(Items from a data source)
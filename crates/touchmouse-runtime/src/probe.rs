#![forbid(unsafe_code)]

//! Authoritative region probes.
//!
//! When a touch opens a session the classifier cannot yet tell what is under
//! the finger: the full visibility check is only valid on the host's
//! authoritative context. It therefore emits a [`ProbeRequest`], the adapter
//! ships it across, and the [`ProbeResponse`] comes back over a channel.
//!
//! The request carries everything the evaluation needs, and the response
//! carries the session id it was made for. Nothing is shared between the
//! two contexts, and a response for a session that has moved on is simply
//! dropped by the classifier.

use touchmouse_core::{HitMode, HitTester, ItemTag, Point, RegionCatalog, RegionSource};

use crate::session::SessionId;

/// Why a touch is handed to the control under it.
#[derive(Debug, Clone, Copy, PartialEq, Eq)]
pub enum PassThroughReason {
    /// A draggable item sits under the finger.
    Item(ItemTag),
    /// A control that needs ordinary press-and-drag.
    Blocking,
}

/// What a touch should become.
#[derive(Debug, Clone, Copy, PartialEq, Eq)]
pub enum ProbeVerdict {
    /// Replay the touch verbatim.
    PassThrough(PassThroughReason),
    /// Drags produce wheel ticks.
    Scroll {
        /// The region is the minimap.
        minimap: bool,
    },
    /// Drags rotate the camera.
    Rotate,
}

/// A probe to run on the authoritative context.
#[derive(Debug, Clone, Copy, PartialEq, Eq)]
pub struct ProbeRequest {
    /// Session the result is for.
    pub session: SessionId,
    /// Where the touch landed.
    pub point: Point,
}

/// The result of a probe.
#[derive(Debug, Clone, Copy, PartialEq, Eq)]
pub struct ProbeResponse {
    /// Session the result is for.
    pub session: SessionId,
    /// Classification.
    pub verdict: ProbeVerdict,
}

impl ProbeRequest {
    /// Classify the touch against `catalog`.
    ///
    /// Checks, in priority order: an item under the point, the minimap,
    /// scrollable content, blocking controls. Anything else rotates.
    /// Must run on the authoritative context.
    #[must_use]
    pub fn evaluate(&self, source: &dyn RegionSource, catalog: &RegionCatalog) -> ProbeResponse {
        let tester = HitTester::new(source);
        let point = self.point;

        let verdict = if let Some(tag) = tester.find_item_under(point, &catalog.item_containers) {
            ProbeVerdict::PassThrough(PassThroughReason::Item(tag))
        } else if tester.contains(point, &catalog.minimap, HitMode::Authoritative) {
            ProbeVerdict::Scroll { minimap: true }
        } else if tester.contains(point, &catalog.scrollable, HitMode::Authoritative) {
            ProbeVerdict::Scroll { minimap: false }
        } else if tester.contains(point, &catalog.blocking, HitMode::Authoritative) {
            ProbeVerdict::PassThrough(PassThroughReason::Blocking)
        } else {
            ProbeVerdict::Rotate
        };

        tracing::debug!(
            target: "touchmouse.probe",
            session = self.session.0,
            x = point.x,
            y = point.y,
            ?verdict,
            "probe evaluated"
        );
        ProbeResponse {
            session: self.session,
            verdict,
        }
    }
}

TRY IT:
What is needed is a full, exact copy of the records.

SOLUTION BELOW:
filename crates/touchmouse-runtime/src/probe.rs
#![forbid(unsafe_code)]

//! Authoritative region probes.
//!
//! When a touch opens a session the classifier cannot yet tell what is under
//! the finger: the full visibility check is only valid on the host's
//! authoritative context. It therefore emits a [`ProbeRequest`], the adapter
//! ships it across, and the [`ProbeResponse`] comes back over a channel.
//!
//! The request carries everything the evaluation needs, and the response
//! carries the session id it was made for. Nothing is shared between the
//! two contexts, and a response for a session that has moved on is simply
//! dropped by the classifier.

use touchmouse_core::{HitMode, HitTester, ItemTag, Point, RegionCatalog, RegionSource};

use crate::session::SessionId;

/// Why a touch is handed to the control under it.
#[derive(Debug, Clone, Copy, PartialEq, Eq)]
pub enum PassThroughReason {
    /// A draggable item sits under the finger.
    Item(ItemTag),
    /// A control that needs ordinary press-and-drag.
    Blocking,
}

/// What a touch should become.
#[derive(Debug, Clone, Copy, PartialEq, Eq)]
pub enum ProbeVerdict {
    /// Replay the touch verbatim.
    PassThrough(PassThroughReason),
    /// Drags produce wheel ticks.
    Scroll {
        /// The region is the minimap.
        minimap: bool,
    },
    /// Drags rotate the camera.
    Rotate,
}

/// A probe to run on the authoritative context.
#[derive(Debug, Clone, Copy, PartialEq, Eq)]
pub struct ProbeRequest {
    /// Session the result is for.
    pub session: SessionId,
    /// Where the touch landed.
    pub point: Point,
}

/// The result of a probe.
#[derive(Debug, Clone, Copy, PartialEq, Eq)]
pub struct ProbeResponse {
    /// Session the result is for.
    pub session: SessionId,
    /// Classification.
    pub verdict: ProbeVerdict,
}

impl ProbeRequest {
    /// Classify the touch against `catalog`.
    ///
    /// Checks, in priority order: an item under the point, the minimap,
    /// scrollable content, blocking controls. Anything else rotates.
    /// Must run on the authoritative context.
    #[must_use]
    pub fn evaluate(&self, source: &dyn RegionSource, catalog: &RegionCatalog) -> ProbeResponse {
        let tester = HitTester::new(source);
        let point = self.point;

        let verdict = if let Some(tag) = tester.find_item_under(point, &catalog.item_containers) {
            ProbeVerdict::PassThrough(PassThroughReason::Item(tag))
        } else if tester.contains(point, &catalog.minimap, HitMode::Authoritative) {
            ProbeVerdict::Scroll { minimap: true }
        } else if tester.contains(point, &catalog.scrollable, HitMode::Authoritative) {
            ProbeVerdict::Scroll { minimap: false }
        } else if tester.contains(point, &catalog.blocking, HitMode::Authoritative) {
            ProbeVerdict::PassThrough(PassThroughReason::Blocking)
        } else {
            ProbeVerdict::Rotate
        };

        tracing::debug!(
            target: "touchmouse.probe",
            session = self.session.0,
            x = point.x,
            y = point.y,
            ?verdict,
            "probe evaluated"
        );
        ProbeResponse {
            session: self.session,
            verdict,
        }
    }
}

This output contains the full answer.